(Collection entries)
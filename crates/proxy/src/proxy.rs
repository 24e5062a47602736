//! Owned-breakpoint operations against one debuggee

use crate::config::ProxyConfig;
use crate::error::{ProxyError, Result};
use crate::executor::BoundedExecutor;
use crate::notify::{Notifier, ProxyEvent};
use futures::future::BoxFuture;
use parking_lot::RwLock;
use registry::{BreakpointInfo, BreakpointRegistry, HitState};
use stakeout_core::validate::{validate_breakpoint, validate_debuggees, validate_request};
use stakeout_core::{BackendError, BackendResult, Breakpoint, BreakpointRequest, DebugBackend, Debuggee, ProjectId};
use std::path::{Path, PathBuf};
use std::sync::Arc;
use tokio::sync::{broadcast, Mutex};
use tracing::{debug, info, warn};

/// Debugger proxy for a single debuggee
///
/// Tracks the breakpoints this instance created and never touches any other
/// breakpoint on the debuggee.
pub struct DebugProxy {
    pub(crate) backend: Arc<dyn DebugBackend>,
    pub(crate) registry: BreakpointRegistry,
    pub(crate) executor: BoundedExecutor,
    pub(crate) notifier: Notifier,
    project_id: RwLock<Option<ProjectId>>,
    debuggee_id: RwLock<Option<String>>,
    key_file: Option<PathBuf>,
    /// Held for a whole reconciliation pass, so passes never overlap
    pub(crate) wait_token: Mutex<String>,
}

impl DebugProxy {
    /// Proxy with default settings and nothing selected
    pub fn new(backend: Arc<dyn DebugBackend>) -> Self {
        let config = ProxyConfig::default();
        Self::build(backend, &config)
    }

    /// Proxy with project, debuggee and limits taken from `config`
    pub fn from_config(backend: Arc<dyn DebugBackend>, config: &ProxyConfig) -> Result<Self> {
        config.validate()?;
        Ok(Self::build(backend, config))
    }

    fn build(backend: Arc<dyn DebugBackend>, config: &ProxyConfig) -> Self {
        Self {
            backend,
            registry: BreakpointRegistry::new(),
            executor: BoundedExecutor::new(config.concurrency),
            notifier: Notifier::new(config.event_capacity),
            project_id: RwLock::new(config.project_id.clone()),
            debuggee_id: RwLock::new(config.debuggee_id.clone()),
            key_file: config.key_file.clone(),
            wait_token: Mutex::new(String::new()),
        }
    }

    /// Resolve credentials and remember the project
    ///
    /// Falls back to the configured key file when `key_file` is `None`.
    pub async fn authorize(&self, key_file: Option<&Path>) -> Result<ProjectId> {
        let key_file = key_file.or(self.key_file.as_deref());
        let project_id = self.backend.authorize(key_file).await?;

        info!("Authorized for project {}", project_id);
        *self.project_id.write() = Some(project_id.clone());
        Ok(project_id)
    }

    pub fn project_id(&self) -> Result<ProjectId> {
        self.project_id.read().clone().ok_or(ProxyError::NoProject)
    }

    pub fn debuggee_id(&self) -> Result<String> {
        self.debuggee_id.read().clone().ok_or(ProxyError::NoDebuggee)
    }

    /// Debuggees registered under the current project
    pub async fn debuggees(&self) -> Result<Vec<Debuggee>> {
        let project_id = self.project_id()?;
        let debuggees = self.backend.list_debuggees(&project_id).await?;
        validate_debuggees(&debuggees)?;
        Ok(debuggees)
    }

    /// Switch to another debuggee
    ///
    /// Only allowed while no breakpoints are owned; the wait token restarts.
    pub async fn select_debuggee(&self, debuggee_id: &str) -> Result<()> {
        if debuggee_id.is_empty() {
            return Err(ProxyError::Config("debuggee id must not be empty".to_string()));
        }

        let mut wait_token = self.wait_token.lock().await;
        if !self.registry.is_empty() {
            return Err(ProxyError::Config(format!(
                "{} breakpoints still owned; remove them before switching debuggee",
                self.registry.len()
            )));
        }

        wait_token.clear();
        *self.debuggee_id.write() = Some(debuggee_id.to_string());
        debug!("Selected debuggee {}", debuggee_id);
        Ok(())
    }

    /// Create a breakpoint and take ownership of it
    pub async fn set_breakpoint(&self, request: &BreakpointRequest) -> Result<Breakpoint> {
        let debuggee_id = self.debuggee_id()?;
        validate_request(request)?;

        let bp = self.backend.set_breakpoint(&debuggee_id, request).await?;
        validate_breakpoint(&bp)?;
        self.registry.insert(BreakpointInfo::pending(bp.clone()))?;

        info!("Set breakpoint {} at {}", bp.id, bp.location);
        Ok(bp)
    }

    /// Current server state of an owned breakpoint
    pub async fn get_breakpoint(&self, id: &str) -> Result<Breakpoint> {
        let debuggee_id = self.debuggee_id()?;
        if !self.registry.contains(id) {
            return Err(ProxyError::NotOwned(id.to_string()));
        }

        let bp = self.backend.get_breakpoint(&debuggee_id, id).await?;
        validate_breakpoint(&bp)?;
        Ok(bp)
    }

    /// Evict an owned breakpoint, then delete it remotely
    pub async fn remove_breakpoint(&self, id: &str) -> Result<()> {
        let debuggee_id = self.debuggee_id()?;
        if self.registry.remove(id).is_none() {
            return Err(ProxyError::NotOwned(id.to_string()));
        }

        self.backend.delete_breakpoint(&debuggee_id, id).await?;
        info!("Removed breakpoint {}", id);
        Ok(())
    }

    /// Evict every owned breakpoint and delete them remotely
    ///
    /// Returns the number deleted. Failed deletes do not restore entries.
    pub async fn remove_all_breakpoints(&self) -> Result<usize> {
        let debuggee_id = self.debuggee_id()?;
        let ids: Vec<String> = self
            .registry
            .drain()
            .into_iter()
            .map(|info| info.id().to_string())
            .collect();

        self.delete_batch(&debuggee_id, ids).await
    }

    /// Evict and delete the pending breakpoints set on `path`
    ///
    /// Breakpoints that already fired are kept. Returns the evicted ids.
    pub async fn remove_pending_breakpoints_for_file(&self, path: &str) -> Result<Vec<String>> {
        let debuggee_id = self.debuggee_id()?;
        let ids: Vec<String> = self
            .registry
            .remove_pending_for_path(path)
            .into_iter()
            .map(|info| info.id().to_string())
            .collect();

        self.delete_batch(&debuggee_id, ids.clone()).await?;
        Ok(ids)
    }

    /// Last known owned breakpoints in the given state
    pub fn breakpoints(&self, state: HitState) -> Vec<Breakpoint> {
        self.registry.filter_by_state(state)
    }

    pub fn is_owned(&self, id: &str) -> bool {
        self.registry.contains(id)
    }

    pub fn registry(&self) -> &BreakpointRegistry {
        &self.registry
    }

    /// Receive `breakpointHit` notifications
    pub fn subscribe(&self) -> broadcast::Receiver<ProxyEvent> {
        self.notifier.subscribe()
    }

    pub(crate) fn delete_task(&self, debuggee_id: &str, id: String) -> (String, DeleteOp) {
        delete_task(self.backend.clone(), debuggee_id.to_string(), id)
    }

    async fn delete_batch(&self, debuggee_id: &str, ids: Vec<String>) -> Result<usize> {
        let total = ids.len();
        if total == 0 {
            return Ok(0);
        }

        let ops: Vec<_> = ids
            .into_iter()
            .map(|id| self.delete_task(debuggee_id, id))
            .collect();
        let results = self.executor.run_all(ops).await;

        let failed = results
            .iter()
            .filter(|(id, result)| match result {
                Ok(()) => false,
                Err(e) => {
                    warn!("Failed to delete breakpoint {}: {}", id, e);
                    true
                }
            })
            .count();

        if failed > 0 {
            return Err(ProxyError::Cleanup { failed, total });
        }
        info!("Removed {} breakpoints", total);
        Ok(total)
    }
}

/// Deferred delete call, runnable through the executor or on a spawned task
pub(crate) type DeleteOp = Box<dyn FnOnce() -> BoxFuture<'static, BackendResult<()>> + Send>;

fn delete_task(backend: Arc<dyn DebugBackend>, debuggee_id: String, id: String) -> (String, DeleteOp) {
    let key = id.clone();
    let op: DeleteOp = Box::new(move || {
        Box::pin(async move { backend.delete_breakpoint(&debuggee_id, &id).await })
    });
    (key, op)
}

/// A delete answered with `NotFound` already achieved its goal
pub(crate) fn is_already_gone(error: &BackendError) -> bool {
    matches!(error, BackendError::NotFound(_))
}
//! Breakpoint proxy for a single debuggee
//!
//! This crate provides:
//! - `DebugProxy`: owned-breakpoint CRUD against a `DebugBackend`
//! - Long-poll reconciliation of the owned set with the remote list
//! - A bounded executor for batches of backend calls
//! - `breakpointHit` notification over a broadcast channel

pub mod config;
pub mod error;
pub mod executor;
pub mod notify;
pub mod proxy;
pub mod reconcile;

// Re-exports
pub use config::ProxyConfig;
pub use error::{ProxyError, Result};
pub use executor::{BoundedExecutor, DEFAULT_CONCURRENCY};
pub use notify::{Notifier, ProxyEvent};
pub use proxy::DebugProxy;
pub use reconcile::{CleanupHandle, CleanupSummary, ReconcileReport};

pub use registry::{BreakpointInfo, HitState};
//! Proxy error taxonomy

use registry::RegistryError;
use stakeout_core::{BackendError, ValidationError};
use thiserror::Error;

/// Result type for proxy operations
pub type Result<T> = std::result::Result<T, ProxyError>;

#[derive(Debug, Error)]
pub enum ProxyError {
    /// No project id; call `authorize` or configure one
    #[error("no project selected")]
    NoProject,

    #[error("no debuggee selected")]
    NoDebuggee,

    #[error("invalid configuration: {0}")]
    Config(String),

    /// The id is not in this instance's registry
    #[error("breakpoint {0} is not owned by this proxy")]
    NotOwned(String),

    #[error("invalid breakpoint data: {0}")]
    Validation(#[from] ValidationError),

    #[error(transparent)]
    Backend(#[from] BackendError),

    #[error(transparent)]
    Registry(#[from] RegistryError),

    /// Remote state moved in a way that should be impossible
    #[error("invariant violated: {0}")]
    Invariant(String),

    /// Some deletes of an evicted batch failed; entries stay evicted
    #[error("{failed} of {total} breakpoint deletions failed")]
    Cleanup { failed: usize, total: usize },
}

impl ProxyError {
    /// Caller must re-configure before retrying
    pub fn is_configuration(&self) -> bool {
        matches!(
            self,
            ProxyError::NoProject
                | ProxyError::NoDebuggee
                | ProxyError::Config(_)
                | ProxyError::Backend(BackendError::Unauthorized(_))
        )
    }
}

→ Action item: Go through the entries above and report each line with the string "notify" in it.

→ Task solution:
use crate::notify::{Notifier, ProxyEvent};
pub mod notify;
pub use notify::{Notifier, ProxyEvent};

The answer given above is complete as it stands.